* **Problem statement**:
How many lines in the data below contain the word "impl"? State only the number.
--*--
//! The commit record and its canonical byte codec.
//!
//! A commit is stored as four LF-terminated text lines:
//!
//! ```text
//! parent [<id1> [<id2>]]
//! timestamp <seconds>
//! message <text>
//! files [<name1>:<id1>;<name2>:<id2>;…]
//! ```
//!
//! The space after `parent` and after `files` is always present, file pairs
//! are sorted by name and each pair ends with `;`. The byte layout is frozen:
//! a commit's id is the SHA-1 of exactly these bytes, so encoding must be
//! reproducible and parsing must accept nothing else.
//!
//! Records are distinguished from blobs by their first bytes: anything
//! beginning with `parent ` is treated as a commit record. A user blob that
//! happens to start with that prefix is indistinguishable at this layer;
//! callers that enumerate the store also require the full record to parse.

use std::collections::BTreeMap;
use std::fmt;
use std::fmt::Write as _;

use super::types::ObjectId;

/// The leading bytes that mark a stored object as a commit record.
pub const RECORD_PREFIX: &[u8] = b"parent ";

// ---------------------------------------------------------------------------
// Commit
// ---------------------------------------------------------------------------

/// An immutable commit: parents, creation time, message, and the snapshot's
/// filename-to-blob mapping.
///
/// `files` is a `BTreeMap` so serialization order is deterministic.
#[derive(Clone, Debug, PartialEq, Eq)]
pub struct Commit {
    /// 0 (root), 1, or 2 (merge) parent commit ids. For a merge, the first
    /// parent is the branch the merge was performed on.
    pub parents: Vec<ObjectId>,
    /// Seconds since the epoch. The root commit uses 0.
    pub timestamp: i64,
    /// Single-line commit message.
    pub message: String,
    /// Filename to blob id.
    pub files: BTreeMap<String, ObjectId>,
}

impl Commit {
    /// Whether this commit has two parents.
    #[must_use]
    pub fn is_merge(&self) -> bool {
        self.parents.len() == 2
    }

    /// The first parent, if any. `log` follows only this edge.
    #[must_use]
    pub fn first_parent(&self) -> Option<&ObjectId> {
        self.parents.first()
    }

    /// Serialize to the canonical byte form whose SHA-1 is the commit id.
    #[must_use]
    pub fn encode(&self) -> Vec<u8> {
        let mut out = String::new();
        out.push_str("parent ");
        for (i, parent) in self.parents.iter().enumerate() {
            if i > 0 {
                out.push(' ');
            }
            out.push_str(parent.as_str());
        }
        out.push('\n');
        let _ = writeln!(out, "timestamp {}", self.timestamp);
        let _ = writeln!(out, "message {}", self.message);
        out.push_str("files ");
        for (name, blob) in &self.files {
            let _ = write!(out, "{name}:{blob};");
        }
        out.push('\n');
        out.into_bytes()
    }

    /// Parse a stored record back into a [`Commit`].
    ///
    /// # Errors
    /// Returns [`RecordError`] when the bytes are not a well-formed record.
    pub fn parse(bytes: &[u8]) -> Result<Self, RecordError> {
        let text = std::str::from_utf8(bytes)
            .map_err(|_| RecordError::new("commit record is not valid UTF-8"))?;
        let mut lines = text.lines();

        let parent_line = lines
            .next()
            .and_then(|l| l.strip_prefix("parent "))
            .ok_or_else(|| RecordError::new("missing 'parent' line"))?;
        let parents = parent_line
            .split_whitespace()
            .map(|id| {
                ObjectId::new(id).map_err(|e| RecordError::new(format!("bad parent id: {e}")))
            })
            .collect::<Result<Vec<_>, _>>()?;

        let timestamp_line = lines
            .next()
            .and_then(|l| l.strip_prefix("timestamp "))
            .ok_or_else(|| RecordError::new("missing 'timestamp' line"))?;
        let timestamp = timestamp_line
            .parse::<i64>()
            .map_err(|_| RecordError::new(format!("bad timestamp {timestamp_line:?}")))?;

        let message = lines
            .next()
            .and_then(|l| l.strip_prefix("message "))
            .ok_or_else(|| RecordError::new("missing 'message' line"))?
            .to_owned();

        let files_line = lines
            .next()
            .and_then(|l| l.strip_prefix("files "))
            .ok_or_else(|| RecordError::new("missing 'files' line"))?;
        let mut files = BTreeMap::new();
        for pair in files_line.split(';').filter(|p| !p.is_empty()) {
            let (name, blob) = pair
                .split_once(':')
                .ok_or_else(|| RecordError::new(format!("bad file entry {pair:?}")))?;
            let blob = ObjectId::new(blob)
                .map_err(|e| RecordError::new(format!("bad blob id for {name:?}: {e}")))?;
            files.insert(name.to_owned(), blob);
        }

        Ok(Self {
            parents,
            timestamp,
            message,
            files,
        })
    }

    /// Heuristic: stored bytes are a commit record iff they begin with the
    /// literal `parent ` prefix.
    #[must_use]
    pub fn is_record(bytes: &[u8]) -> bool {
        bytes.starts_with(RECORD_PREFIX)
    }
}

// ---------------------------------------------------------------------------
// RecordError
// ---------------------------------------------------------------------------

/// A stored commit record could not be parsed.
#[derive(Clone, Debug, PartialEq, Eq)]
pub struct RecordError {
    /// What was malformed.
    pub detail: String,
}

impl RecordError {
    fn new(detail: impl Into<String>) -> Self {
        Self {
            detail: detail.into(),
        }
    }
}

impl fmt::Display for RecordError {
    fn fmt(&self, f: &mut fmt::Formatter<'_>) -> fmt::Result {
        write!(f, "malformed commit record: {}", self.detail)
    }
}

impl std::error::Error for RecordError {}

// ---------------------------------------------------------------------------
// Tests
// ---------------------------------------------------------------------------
--*--
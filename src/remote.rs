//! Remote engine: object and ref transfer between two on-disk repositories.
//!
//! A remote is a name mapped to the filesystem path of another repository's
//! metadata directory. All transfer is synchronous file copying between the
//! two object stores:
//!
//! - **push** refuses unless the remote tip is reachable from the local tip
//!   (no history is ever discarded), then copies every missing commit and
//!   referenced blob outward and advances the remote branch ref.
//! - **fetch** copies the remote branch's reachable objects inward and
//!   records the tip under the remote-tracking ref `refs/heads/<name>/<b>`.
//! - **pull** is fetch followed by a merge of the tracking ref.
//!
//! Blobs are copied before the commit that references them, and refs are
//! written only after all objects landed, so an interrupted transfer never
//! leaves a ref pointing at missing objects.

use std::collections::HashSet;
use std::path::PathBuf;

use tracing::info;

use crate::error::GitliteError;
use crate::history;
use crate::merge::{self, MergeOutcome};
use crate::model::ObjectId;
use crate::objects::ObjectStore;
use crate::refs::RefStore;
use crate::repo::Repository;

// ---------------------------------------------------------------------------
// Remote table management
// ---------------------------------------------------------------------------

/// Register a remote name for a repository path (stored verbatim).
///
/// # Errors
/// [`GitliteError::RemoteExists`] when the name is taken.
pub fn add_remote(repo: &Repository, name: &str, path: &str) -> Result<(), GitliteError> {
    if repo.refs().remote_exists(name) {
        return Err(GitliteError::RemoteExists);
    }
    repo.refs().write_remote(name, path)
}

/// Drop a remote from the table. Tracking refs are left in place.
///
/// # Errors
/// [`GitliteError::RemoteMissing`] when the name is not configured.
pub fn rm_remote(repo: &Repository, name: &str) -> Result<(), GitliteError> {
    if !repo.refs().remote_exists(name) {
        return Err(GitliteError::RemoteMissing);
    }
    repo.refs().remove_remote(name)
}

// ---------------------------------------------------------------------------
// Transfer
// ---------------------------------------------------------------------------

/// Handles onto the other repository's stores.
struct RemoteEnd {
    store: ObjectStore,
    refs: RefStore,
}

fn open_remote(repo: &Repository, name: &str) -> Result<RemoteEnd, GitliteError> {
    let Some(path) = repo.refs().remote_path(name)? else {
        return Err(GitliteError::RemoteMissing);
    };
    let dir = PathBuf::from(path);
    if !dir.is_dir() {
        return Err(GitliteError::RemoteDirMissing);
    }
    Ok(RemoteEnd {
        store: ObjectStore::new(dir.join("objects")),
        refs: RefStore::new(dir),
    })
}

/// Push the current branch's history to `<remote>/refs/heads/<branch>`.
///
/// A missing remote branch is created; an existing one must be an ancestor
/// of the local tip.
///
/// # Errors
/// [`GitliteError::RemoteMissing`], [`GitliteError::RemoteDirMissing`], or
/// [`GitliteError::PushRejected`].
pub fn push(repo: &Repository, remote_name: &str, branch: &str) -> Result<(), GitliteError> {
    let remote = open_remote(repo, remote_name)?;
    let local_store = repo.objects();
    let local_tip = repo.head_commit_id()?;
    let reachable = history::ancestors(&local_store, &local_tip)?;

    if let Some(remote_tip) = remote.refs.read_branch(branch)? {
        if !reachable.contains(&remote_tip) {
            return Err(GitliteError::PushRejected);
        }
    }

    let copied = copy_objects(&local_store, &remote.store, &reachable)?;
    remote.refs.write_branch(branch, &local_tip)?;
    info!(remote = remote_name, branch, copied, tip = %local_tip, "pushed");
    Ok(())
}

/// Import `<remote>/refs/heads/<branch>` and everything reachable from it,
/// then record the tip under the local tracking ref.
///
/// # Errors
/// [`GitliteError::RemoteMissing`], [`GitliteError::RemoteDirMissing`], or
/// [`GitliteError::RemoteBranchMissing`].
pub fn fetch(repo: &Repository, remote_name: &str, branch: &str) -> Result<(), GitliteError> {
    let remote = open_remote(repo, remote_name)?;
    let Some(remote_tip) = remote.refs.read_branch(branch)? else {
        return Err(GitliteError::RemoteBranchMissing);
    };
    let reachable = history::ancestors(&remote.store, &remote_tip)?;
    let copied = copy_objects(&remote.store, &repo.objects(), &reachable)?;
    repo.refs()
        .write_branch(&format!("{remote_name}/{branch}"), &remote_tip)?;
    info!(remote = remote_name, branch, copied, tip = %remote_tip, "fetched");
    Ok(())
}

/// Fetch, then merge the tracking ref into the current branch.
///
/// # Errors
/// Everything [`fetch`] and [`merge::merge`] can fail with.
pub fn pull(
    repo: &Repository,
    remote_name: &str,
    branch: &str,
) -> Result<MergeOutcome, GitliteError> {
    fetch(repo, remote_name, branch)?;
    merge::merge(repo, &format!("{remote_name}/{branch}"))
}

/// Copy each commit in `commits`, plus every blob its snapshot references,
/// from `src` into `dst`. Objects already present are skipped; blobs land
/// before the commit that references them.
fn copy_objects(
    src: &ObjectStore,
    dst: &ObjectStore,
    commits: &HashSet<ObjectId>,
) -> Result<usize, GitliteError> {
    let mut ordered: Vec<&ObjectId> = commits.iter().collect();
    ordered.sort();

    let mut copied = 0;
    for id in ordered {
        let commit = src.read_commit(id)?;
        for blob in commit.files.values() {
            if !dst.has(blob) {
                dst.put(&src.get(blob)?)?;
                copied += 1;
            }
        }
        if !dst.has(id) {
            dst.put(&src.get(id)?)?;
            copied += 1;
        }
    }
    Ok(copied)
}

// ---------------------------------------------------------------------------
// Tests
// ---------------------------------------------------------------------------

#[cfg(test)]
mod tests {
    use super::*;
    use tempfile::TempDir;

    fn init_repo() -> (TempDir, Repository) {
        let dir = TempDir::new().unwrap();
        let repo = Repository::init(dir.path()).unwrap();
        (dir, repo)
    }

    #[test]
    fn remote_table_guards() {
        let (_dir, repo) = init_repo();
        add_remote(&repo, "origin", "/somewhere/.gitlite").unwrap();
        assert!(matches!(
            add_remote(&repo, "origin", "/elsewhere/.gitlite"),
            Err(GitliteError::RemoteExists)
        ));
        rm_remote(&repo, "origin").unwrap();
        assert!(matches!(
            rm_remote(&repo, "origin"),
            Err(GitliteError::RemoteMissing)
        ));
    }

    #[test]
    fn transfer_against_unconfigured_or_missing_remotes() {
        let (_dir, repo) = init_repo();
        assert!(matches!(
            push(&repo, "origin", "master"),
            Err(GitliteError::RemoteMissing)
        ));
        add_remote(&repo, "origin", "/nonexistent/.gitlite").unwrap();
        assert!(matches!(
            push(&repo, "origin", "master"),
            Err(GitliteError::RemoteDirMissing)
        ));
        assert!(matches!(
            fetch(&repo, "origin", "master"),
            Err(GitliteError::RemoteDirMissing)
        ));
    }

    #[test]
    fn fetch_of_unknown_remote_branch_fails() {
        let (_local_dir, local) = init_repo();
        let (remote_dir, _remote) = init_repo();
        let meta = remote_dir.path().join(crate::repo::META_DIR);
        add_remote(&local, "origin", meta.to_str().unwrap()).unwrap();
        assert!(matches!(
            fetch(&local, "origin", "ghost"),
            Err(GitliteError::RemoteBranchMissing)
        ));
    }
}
--*--
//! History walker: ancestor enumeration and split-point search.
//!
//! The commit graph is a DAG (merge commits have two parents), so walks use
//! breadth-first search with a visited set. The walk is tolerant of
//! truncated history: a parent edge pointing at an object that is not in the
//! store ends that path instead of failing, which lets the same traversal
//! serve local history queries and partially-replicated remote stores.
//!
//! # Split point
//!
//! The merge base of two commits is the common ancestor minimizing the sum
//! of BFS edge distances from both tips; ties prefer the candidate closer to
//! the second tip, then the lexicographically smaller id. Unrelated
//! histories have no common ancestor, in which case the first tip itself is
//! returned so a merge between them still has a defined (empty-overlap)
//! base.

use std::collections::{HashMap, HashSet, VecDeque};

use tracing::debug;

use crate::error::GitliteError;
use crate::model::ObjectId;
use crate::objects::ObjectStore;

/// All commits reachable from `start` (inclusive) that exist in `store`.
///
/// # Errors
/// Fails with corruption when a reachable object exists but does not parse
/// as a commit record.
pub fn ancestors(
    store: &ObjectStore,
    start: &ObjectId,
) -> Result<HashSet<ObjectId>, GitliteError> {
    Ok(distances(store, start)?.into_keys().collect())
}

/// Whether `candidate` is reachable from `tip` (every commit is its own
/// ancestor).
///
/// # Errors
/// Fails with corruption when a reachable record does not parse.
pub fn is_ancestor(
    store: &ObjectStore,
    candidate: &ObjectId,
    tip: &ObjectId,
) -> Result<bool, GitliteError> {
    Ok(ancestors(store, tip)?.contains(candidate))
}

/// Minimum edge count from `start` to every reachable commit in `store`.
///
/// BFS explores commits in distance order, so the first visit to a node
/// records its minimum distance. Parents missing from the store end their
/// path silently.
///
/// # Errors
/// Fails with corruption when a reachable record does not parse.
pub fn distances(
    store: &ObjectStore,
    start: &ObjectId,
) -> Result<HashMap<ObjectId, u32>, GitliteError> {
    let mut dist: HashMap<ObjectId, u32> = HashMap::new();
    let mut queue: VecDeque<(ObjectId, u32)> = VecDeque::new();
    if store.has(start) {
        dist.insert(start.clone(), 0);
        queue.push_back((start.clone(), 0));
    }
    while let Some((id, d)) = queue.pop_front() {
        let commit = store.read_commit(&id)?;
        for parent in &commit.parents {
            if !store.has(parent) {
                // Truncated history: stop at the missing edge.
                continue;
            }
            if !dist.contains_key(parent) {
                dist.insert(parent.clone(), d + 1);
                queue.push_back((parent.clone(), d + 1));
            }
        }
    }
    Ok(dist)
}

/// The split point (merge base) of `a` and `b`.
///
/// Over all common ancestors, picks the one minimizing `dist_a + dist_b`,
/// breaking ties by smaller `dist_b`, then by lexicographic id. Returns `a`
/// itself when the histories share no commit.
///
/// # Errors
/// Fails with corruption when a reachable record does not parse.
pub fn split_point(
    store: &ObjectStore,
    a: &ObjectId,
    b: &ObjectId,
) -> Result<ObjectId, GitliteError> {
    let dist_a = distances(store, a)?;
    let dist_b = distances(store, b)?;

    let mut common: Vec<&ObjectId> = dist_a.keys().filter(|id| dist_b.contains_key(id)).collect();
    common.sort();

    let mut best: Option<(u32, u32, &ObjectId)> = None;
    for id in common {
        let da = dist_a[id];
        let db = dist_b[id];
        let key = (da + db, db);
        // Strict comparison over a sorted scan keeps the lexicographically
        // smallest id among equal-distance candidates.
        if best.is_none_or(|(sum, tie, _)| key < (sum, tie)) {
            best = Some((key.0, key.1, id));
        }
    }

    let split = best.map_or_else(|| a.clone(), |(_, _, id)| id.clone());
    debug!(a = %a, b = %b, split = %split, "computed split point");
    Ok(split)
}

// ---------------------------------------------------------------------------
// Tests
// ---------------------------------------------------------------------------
--*--
* **Task answer**:
5